Measuring Socioeconomic Status

4. Why SES Matters

This last point merits a little more attention. Figure 1 is a sketch of what I call the fundamental graph of public health. The figure is intentionally drawn in a cartoon-like fashion because it is not precise. In actuality, the slope and the intercept of the (regression) line varies by disease, time and place, and there are surely non-linearities to consider. Yet the core principle remains: the higher one’s SES, the greater their expected health. What is more, to the extent it reflects empirical reality, Figure 1 suggests that health may be improved in just two ways. First, a person or group’s health may be improved by moving them along the line, left to right, on the horizontal SES axis. Given the slope, this would increase the expected value of health (vertical axis) for the person or group. Political and economic efforts to enhance education or increase earnings are interventions consistent with this approach.

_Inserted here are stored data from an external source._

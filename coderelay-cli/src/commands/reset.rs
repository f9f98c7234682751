//! Reset command - clear counters, errors and cooldowns.

use anyhow::Result;
use clap::Args;
use tracing::info;

use crate::app::App;
use crate::{Cli, ExitCode, OutputFormat};

/// Arguments for the reset command.
#[derive(Args, Debug)]
pub struct ResetArgs {
    /// Reset only this provider. Without it every provider is reset.
    #[arg(long, short)]
    pub provider: Option<String>,
}

/// Runs the reset command.
///
/// A single-provider reset keeps that provider's lifetime token total.
pub async fn run(args: &ResetArgs, cli: &Cli) -> Result<ExitCode> {
    let app = App::load(cli).await?;

    match &args.provider {
        Some(id) => {
            info!(provider = %id, "Resetting provider");
            app.state.reset_provider(id).await;
        }
        None => {
            info!("Resetting all providers");
            app.state.reset_all().await;
        }
    }
    app.state.flush().await;

    if cli.quiet {
        return Ok(ExitCode::Success);
    }

    let target = args.provider.as_deref().unwrap_or("all providers");
    match cli.format {
        OutputFormat::Text => println!("Reset {target}"),
        OutputFormat::Json => println!("{}", serde_json::json!({ "reset": target })),
    }

    Ok(ExitCode::Success)
}
//! Gemini provider descriptor.

use coderelay_core::{
    Capability, ErrorKind, ErrorPattern, LaunchConfig, OutputFormat, PromptStyle,
};

use super::parser::parse_gemini_usage;
use crate::descriptor::ProviderDescriptor;

/// Provider id.
pub const GEMINI_ID: &str = "gemini";

/// Creates the Gemini provider descriptor.
pub fn gemini_descriptor() -> ProviderDescriptor {
    ProviderDescriptor::builder(GEMINI_ID, gemini_launch())
        .display_name("Gemini")
        .capabilities([Capability::Generate, Capability::Review, Capability::Files])
        .error_pattern(ErrorPattern::new("exhausted your daily quota", ErrorKind::OutOfCredits))
        .error_pattern(ErrorPattern::new("please set an auth method", ErrorKind::Unauthorized))
        .error_pattern(ErrorPattern::new("gemini_api_key", ErrorKind::Unauthorized))
        .usage_parser(parse_gemini_usage)
        .build()
}

/// Gemini CLI launch configuration.
fn gemini_launch() -> LaunchConfig {
    let mut launch = LaunchConfig::new("gemini")
        .with_args(["--output-format", "json"])
        .with_prompt(PromptStyle::Flag { flag: "-p".into() })
        .with_output(OutputFormat::Json {
            text_pointer: "/response".into(),
            usage_pointer: None,
        });
    launch.model_flag = Some("--model".into());
    launch
}
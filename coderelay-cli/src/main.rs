// Lint configuration for this crate
#![warn(clippy::all)]
#![warn(clippy::pedantic)]
#![allow(clippy::module_name_repetitions)]
#![allow(clippy::must_use_candidate)]

//! CodeRelay CLI - route coding requests across local assistant tools.
//!
//! # Examples
//!
//! ```bash
//! # Route a prompt through the configured default order
//! coderelay route "add unit tests for the parser"
//!
//! # Use the order configured for a mode, streaming output
//! coderelay route --mode review --stream "review src/lib.rs"
//!
//! # Force one provider
//! coderelay route --provider codex "fix the build"
//!
//! # Per-provider counters and cooldowns
//! coderelay status --format json --pretty
//!
//! # Clear one provider's cooldown
//! coderelay reset --provider claude
//!
//! # List providers and whether their tools are installed
//! coderelay providers
//! ```

mod app;
mod commands;
mod output;

use anyhow::Result;
use clap::{Parser, Subcommand, ValueEnum};
use std::path::PathBuf;
use tracing_subscriber::{EnvFilter, fmt, prelude::*};

use commands::{providers, reset, route, status};

// ============================================================================
// CLI Definition
// ============================================================================

/// CodeRelay CLI - priority routing and failover for coding assistants.
#[derive(Parser)]
#[command(name = "coderelay")]
#[command(about = "Route coding requests across local assistant CLIs")]
#[command(long_about = r#"
CodeRelay sends a coding request to the first available assistant CLI in a
configured priority order, and fails over when a tool is out of credits,
rate limited, missing or flaky.

Built-in providers:
  • Claude Code (claude)
  • OpenAI Codex (codex)
  • Google Gemini (gemini)

Any other tool can be added under `providers` in the config file.

Examples:
  coderelay route "explain this stack trace"
  coderelay route --mode review --stream "review the diff"
  coderelay status
  coderelay reset --provider claude
"#)]
#[command(version)]
pub struct Cli {
    /// Subcommand to run.
    #[command(subcommand)]
    pub command: Commands,

    /// Config file (JSON or YAML). Defaults to the per-user config path.
    #[arg(long, global = true)]
    pub config: Option<PathBuf>,

    /// State file. Defaults to the per-user data path.
    #[arg(long, global = true)]
    pub state: Option<PathBuf>,

    /// Output format (text or json).
    #[arg(long, short = 'f', default_value = "text", global = true)]
    pub format: OutputFormat,

    /// Pretty-print JSON output.
    #[arg(long, global = true)]
    pub pretty: bool,

    /// Verbose output (show debug info).
    #[arg(long, short, global = true)]
    pub verbose: bool,

    /// Disable colored output.
    #[arg(long, global = true)]
    pub no_color: bool,

    /// Quiet mode (minimal output).
    #[arg(long, short, global = true)]
    pub quiet: bool,
}

/// CLI commands.
#[derive(Subcommand)]
pub enum Commands {
    /// Route a prompt to the first provider that answers.
    #[command(visible_alias = "r")]
    Route(route::RouteArgs),

    /// Show per-provider counters, errors and cooldowns.
    #[command(visible_alias = "s")]
    Status(status::StatusArgs),

    /// Clear provider state.
    Reset(reset::ResetArgs),

    /// List known providers.
    #[command(visible_alias = "p")]
    Providers,
}

/// Output format options.
#[derive(Debug, Clone, Copy, PartialEq, Eq, ValueEnum, Default)]
pub enum OutputFormat {
    /// Human-readable text with colors.
    #[default]
    Text,
    /// JSON output for scripting.
    Json,
}

/// CLI exit codes.
#[repr(i32)]
#[derive(Debug, Clone, Copy, PartialEq, Eq)]
pub enum ExitCode {
    /// Success.
    Success = 0,
    /// General error.
    Error = 1,
    /// Every provider was missing, cooling down or failed.
    ProvidersExhausted = 2,
    /// A provider rejected the request itself.
    Rejected = 3,
    /// The last provider tried timed out.
    Timeout = 4,
    /// Interrupted by the user.
    Interrupted = 130,
}

// ============================================================================
// Logging Setup
// ============================================================================

fn setup_logging(verbose: bool, quiet: bool) {
    if quiet {
        return; // No logging in quiet mode
    }

    let filter = if verbose {
        EnvFilter::new("coderelay=debug,info")
    } else {
        EnvFilter::new("coderelay=warn")
    };

    tracing_subscriber::registry()
        .with(
            fmt::layer()
                .with_target(false)
                .without_time()
                .with_writer(std::io::stderr),
        )
        .with(filter)
        .init();
}

// ============================================================================
// Main Entry Point
// ============================================================================

#[tokio::main]
async fn main() -> Result<()> {
    let cli = Cli::parse();

    setup_logging(cli.verbose, cli.quiet);

    let result = match &cli.command {
        Commands::Route(args) => route::run(args, &cli).await,
        Commands::Status(args) => status::run(args, &cli).await,
        Commands::Reset(args) => reset::run(args, &cli).await,
        Commands::Providers => providers::run(&cli).await,
    };

    match result {
        Ok(ExitCode::Success) => Ok(()),
        Ok(code) => std::process::exit(code as i32),
        Err(e) => {
            if !cli.quiet {
                eprintln!("Error: {e:#}");
            }
            std::process::exit(ExitCode::Error as i32);
        }
    }
}
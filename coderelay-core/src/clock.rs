//! Time source abstraction.
//!
//! State and routing decisions read the time through a [`Clock`] so tests can
//! move time forward without sleeping.

use chrono::{DateTime, Duration, Local, NaiveDate, Utc};
use std::sync::Mutex;

/// A source of the current time.
pub trait Clock: Send + Sync {
    /// Current instant.
    fn now(&self) -> DateTime<Utc>;

    /// Current local calendar day.
    fn today(&self) -> NaiveDate {
        self.now().with_timezone(&Local).date_naive()
    }
}

/// Wall-clock time.
#[derive(Debug, Clone, Copy, Default)]
pub struct SystemClock;

impl Clock for SystemClock {
    fn now(&self) -> DateTime<Utc> {
        Utc::now()
    }
}

/// A clock that only moves when told to.
#[derive(Debug)]
pub struct ManualClock {
    now: Mutex<DateTime<Utc>>,
}

impl ManualClock {
    /// Creates a clock frozen at `now`.
    pub fn new(now: DateTime<Utc>) -> Self {
        Self {
            now: Mutex::new(now),
        }
    }

    /// Moves the clock forward.
    pub fn advance(&self, by: Duration) {
        let mut now = self.now.lock().unwrap_or_else(std::sync::PoisonError::into_inner);
        *now += by;
    }

    /// Jumps to an absolute instant.
    pub fn set(&self, to: DateTime<Utc>) {
        let mut now = self.now.lock().unwrap_or_else(std::sync::PoisonError::into_inner);
        *now = to;
    }
}

impl Default for ManualClock {
    fn default() -> Self {
        Self::new(Utc::now())
    }
}

impl Clock for ManualClock {
    fn now(&self) -> DateTime<Utc> {
        *self.now.lock().unwrap_or_else(std::sync::PoisonError::into_inner)
    }
}
//! Codex (OpenAI) provider preset.
//!
//! Runs `codex exec <prompt>` non-interactively. The final message arrives on
//! stdout line by line; Codex reports token totals as free text, which
//! [`parse_codex_usage`] extracts.

mod descriptor;
pub(crate) mod parser;

pub use descriptor::{CODEX_ID, codex_descriptor};
pub use parser::parse_codex_usage;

Social scientists tend to focus on this class of potential interventions. Some economists often propose policies to increase a person’s educational opportunities (i.e., human capital) so that they may get a better job and increase their SES. Other economists may aim to increase a nation’s gross domestic product (GDP) in order to raise the entire slope (effectively changing the intercept) and improving everyone’s health. On the other hand, health may be improved while keeping SES constant. This is symbolized by the red-colored vertical line and associated question mark. Policies and interventions of this type tend to be medical in nature. Examples include vaccines, pharmaceuticals, and surgeries. Each of these interventions increases health without altering the fundamental social structure of society or a person or group’s SES. It follows, that the medical interventions are often easier to “sell” to the public since there is little dispute over the potential for restructuring society’s winners and losers. Interestingly, perhaps the greatest public health intervention ever  stumbled upon, fluoridation of water, may be viewed as a combination of both approaches because it led to more productive workers and increased (oral) health directly.